The Trinity College study, an observational analysis with a simulation model, underscores that neither lecanemab nor donanemab is cost-effective at current prices, with US market prices exceeding value-based estimates by 182% and 129%, respectively. This pricing gap is particularly devastating for low- and middle-income countries (LMICs), where even significant clinical benefits cannot justify costs without drastic price reductions. What the original coverage missed is the deeper structural issue: the pharmaceutical industry's pricing models often prioritize high-income markets, sidelining LMICs despite their disproportionate burden of aging populations. For instance, the World Health Organization (WHO) estimates that by 2050, 68% of people with dementia will live in LMICs, yet these regions are least equipped to absorb high-cost treatments.

This issue is not isolated to AD. Historical patterns, such as the delayed access to HIV/AIDS treatments in sub-Saharan Africa during the 1990s and early 2000s due to pricing barriers, mirror the current crisis. Then, as now, international advocacy and generic drug agreements eventually lowered costs, but only after millions suffered from delayed access. The original coverage also overlooked the potential role of public-private partnerships or tiered pricing models, which have shown promise in other disease areas like malaria and tuberculosis, as seen in initiatives by the Global Fund. Without such interventions, the AD treatment gap risks becoming a decades-long equity failure.

Moreover, the study’s focus on country-specific value-based pricing highlights a critical oversight in global health policy: the lack of standardized frameworks for assessing drug affordability across diverse economic contexts. While the researchers provide a starting point, they do not address the political and logistical challenges of implementing differential pricing, such as resistance from pharmaceutical companies citing R&D costs. A 2021 study in The Lancet Global Health noted that while tiered pricing can work, it often requires binding international agreements—something absent in the AD space.

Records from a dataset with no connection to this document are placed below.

impl<'a> LineClassifier<'a> {
    /// Create a classifier for the given options.
    pub fn new(options: &'a StructureOptions) -> Self {
        let tables = TableDetector::with_config(TableDetectorConfig {
            header_keywords: options.header_keywords.clone(),
            ..Default::default()
        });
        Self { options, tables }
    }

    /// Classify the non-blank line at `cursor`.
    ///
    /// Returns the classification and the updated state. `cursor` must be a
    /// valid index into `lines`.
    pub fn classify<S: AsRef<str>>(
        &self,
        lines: &[S],
        cursor: usize,
        state: ParseState,
    ) -> (Classification, ParseState) {
        let mut state = state;
        let line = lines[cursor].as_ref();

        if is_toc_header(line) {
            state.in_toc_region = true;
            return (Classification::Discard { rule: Rule::TocHeader }, state);
        }

        if state.in_toc_region {
            if is_chapter(line) && !is_toc_leader_entry(line) {
                state.in_toc_region = false;
            } else {
                return (Classification::Discard { rule: Rule::TocRegion }, state);
            }
        }

        for rule in Rule::content_rules() {
            if let Some(emission) = self.apply(*rule, lines, cursor) {
                return (Classification::Emit(emission), state);
            }
        }

        (Classification::Emit(self.paragraph(line)), state)
    }

    /// Every content rule that would claim the line at `cursor`, in
    /// precedence order, ignoring the TOC state.
    pub fn matching_rules<S: AsRef<str>>(&self, lines: &[S], cursor: usize) -> Vec<Rule> {
        let mut matched = Vec::new();
        if is_toc_header(lines[cursor].as_ref()) {
            matched.push(Rule::TocHeader);
        }
        matched.extend(
            Rule::content_rules()
                .iter()
                .copied()
                .filter(|rule| self.apply(*rule, lines, cursor).is_some()),
        );
        matched
    }

    /// Suggest an illustration for a paragraph.
    ///
    /// Returns `None` when suggestions are disabled, when `next_line` already
    /// carries an explicit image marker, or when no keyword category matches.
    pub fn suggest_image(
        &self,
        text: &str,
        cursor: usize,
        next_line: Option<&str>,
    ) -> Option<ContentBlock> {
        if !self.options.auto_images || next_line.is_some_and(is_image_marker) {
            return None;
        }
        let category = self
            .options
            .image_categories
            .iter()
            .find(|category| category.matches(text))?;

        log::debug!(
            "LineClassifier: suggesting {} image at line {}",
            category.name,
            cursor
        );

        Some(ContentBlock::Image {
            id: format!("img_auto_{}_{}", self.options.image_id_timestamp, cursor),
            description: format!("{}: {}", category.label, snippet(text)),
            auto: true,
        })
    }

    fn apply<S: AsRef<str>>(&self, rule: Rule, lines: &[S], cursor: usize) -> Option<Emission> {
        let line = lines[cursor].as_ref();
        match rule {
            Rule::TocHeader | Rule::TocRegion => None,
            Rule::Chapter => self.try_chapter(line),
            Rule::SubSubSection => self.try_sub_sub_section(line),
            Rule::SubSection => self.try_sub_section(line),
            Rule::EnumeratedItem => ENUMERATED_ITEM
                .is_match(line)
                .then(|| Emission::single(rule, ContentBlock::paragraph(normalize_text(line)))),
            Rule::Section => self.try_section(lines, cursor),
            Rule::TabTable => self
                .tables
                .detect_tab_table(lines, cursor)
                .map(|detected| Emission::table(rule, detected)),
            Rule::Callout => self.try_callout(line),
            Rule::Definition => self.try_definition(line),
            Rule::PipeTable => self
                .tables
                .detect_pipe_table(lines, cursor)
                .map(|detected| Emission::table(rule, detected)),
            Rule::Image => self.try_image(line, cursor),
            Rule::ListItem => LIST_BULLET
                .is_match(line)
                .then(|| Emission::single(rule, ContentBlock::paragraph(normalize_text(line)))),
            Rule::Paragraph => Some(self.paragraph(line)),
        }
    }

    fn try_chapter(&self, line: &str) -> Option<Emission> {
        if !is_chapter(line) {
            return None;
        }
        let text = non_empty(normalize_text(line))?;
        Some(Emission::single(Rule::Chapter, ContentBlock::chapter(text)).with_toc(1))
    }

    fn try_sub_sub_section(&self, line: &str) -> Option<Emission> {
        if !(THREE_LEVEL.is_match(line) || EXPLICIT_H4.is_match(line)) {
            return None;
        }
        let text = non_empty(normalize_text(line))?;
        Some(Emission::single(
            Rule::SubSubSection,
            ContentBlock::SubSubSection { text },
        ))
    }

    fn try_sub_section(&self, line: &str) -> Option<Emission> {
        if !(TWO_LEVEL.is_match(line) || EXPLICIT_H3.is_match(line)) {
            return None;
        }
        let text = non_empty(normalize_text(line))?;
        Some(Emission::single(Rule::SubSection, ContentBlock::SubSection { text }))
    }

    fn try_section<S: AsRef<str>>(&self, lines: &[S], cursor: usize) -> Option<Emission> {
        let line = lines[cursor].as_ref();

        if SECTION_MARKER.is_match(line) || EXPLICIT_H2.is_match(line) {
            let text = non_empty(normalize_text(line))?;
            return Some(Emission::single(Rule::Section, ContentBlock::section(text)).with_toc(2));
        }

        let follows_blank = cursor > 0 && lines[cursor - 1].as_ref().trim().is_empty();
        let is_short_heading = follows_blank
            && line.chars().count() < self.options.short_line_max_chars
            && !ends_with_sentence_punctuation(line);
        if !is_short_heading {
            return None;
        }
        let text = non_empty(normalize_text(line))?;
        Some(Emission::single(Rule::Section, ContentBlock::section(text)))
    }

    fn try_callout(&self, line: &str) -> Option<Emission> {
        if let Some(m) = KEYPOINT_MARKER.find(line) {
            if let Some(text) = non_empty(line[m.end()..].trim().to_string()) {
                return Some(Emission::single(Rule::Callout, ContentBlock::Keypoint { text }));
            }
        }
        if line.contains('💡') {
            if let Some(text) = non_empty(line.replace('💡', "").trim().to_string()) {
                return Some(Emission::single(Rule::Callout, ContentBlock::Keypoint { text }));
            }
        }

        let rest = if let Some(m) = WARNING_MARKER.find(line) {
            &line[m.end()..]
        } else if line.starts_with('⚠') {
            line.trim_start_matches(['⚠', '\u{FE0F}'])
        } else {
            return None;
        };
        let text = non_empty(rest.trim().to_string())?;
        Some(Emission::single(Rule::Callout, ContentBlock::Warning { text }))
    }

    fn try_definition(&self, line: &str) -> Option<Emission> {
        let (term, definition) = if let Some(caps) = DEFINITION_BRACKET.captures(line) {
            (caps[1].trim().to_string(), caps[2].trim().to_string())
        } else if let Some(caps) = DEFINITION_MARKER.captures(line) {
            let rest = caps.get(1).map_or("", |m| m.as_str());
            let sep = COLON.find(rest)?;
            (
                rest[..sep.start()].trim().to_string(),
                rest[sep.end()..].trim().to_string(),
            )
        } else {
            return None;
        };

        if term.is_empty() || definition.is_empty() {
            return None;
        }
        Some(Emission::single(
            Rule::Definition,
            ContentBlock::Definition { term, definition },
        ))
    }

    fn try_image(&self, line: &str, cursor: usize) -> Option<Emission> {
        let (payload, description) = if let Some(caps) = IMAGE_MARKDOWN.captures(line) {
            let alt = caps[1].trim();
            let src = caps[2].trim();
            let description = if alt.is_empty() { src } else { alt };
            (src.to_string(), description.to_string())
        } else if let Some(caps) = IMAGE_BRACKET.captures(line) {
            let payload = caps[1].trim().to_string();
            let description = if payload.is_empty() {
                let marker = caps.get(0).map_or("", |m| m.as_str());
                normalize_text(&line.replacen(marker, "", 1))
            } else {
                payload.clone()
            };
            (payload, description)
        } else {
            return None;
        };

        let block = if EXTRACTED_IMAGE_ID.is_match(&payload) {
            ContentBlock::Image {
                id: payload,
                description: String::new(),
                auto: false,
            }
        } else {
            ContentBlock::Image {
                id: format!("img_{}_{}", self.options.image_id_timestamp, cursor),
                description,
                auto: false,
            }
        };
        Some(Emission::single(Rule::Image, block))
    }

    fn paragraph(&self, line: &str) -> Emission {
        Emission::single(Rule::Paragraph, ContentBlock::paragraph(normalize_text(line)))
    }
}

The implications extend beyond AD patients to health systems at large. High-cost DMTs strain budgets, potentially diverting resources from other critical areas like primary care or preventive health in LMICs. This mirrors trends seen with cancer therapies, where high costs have led to rationing in even high-income settings, as documented in a 2019 JAMA Oncology report. Without addressing these systemic issues, the promise of AD breakthroughs risks becoming a privilege for the few rather than a right for the many.

In conclusion, while lecanemab and donanemab represent scientific progress, their real-world impact hinges on dismantling financial barriers. This requires not just price reductions but also innovative policy solutions, global cooperation, and a reckoning with the inequities baked into healthcare access. The Trinity study is a wake-up call—one that demands action before another generation of AD patients is left behind.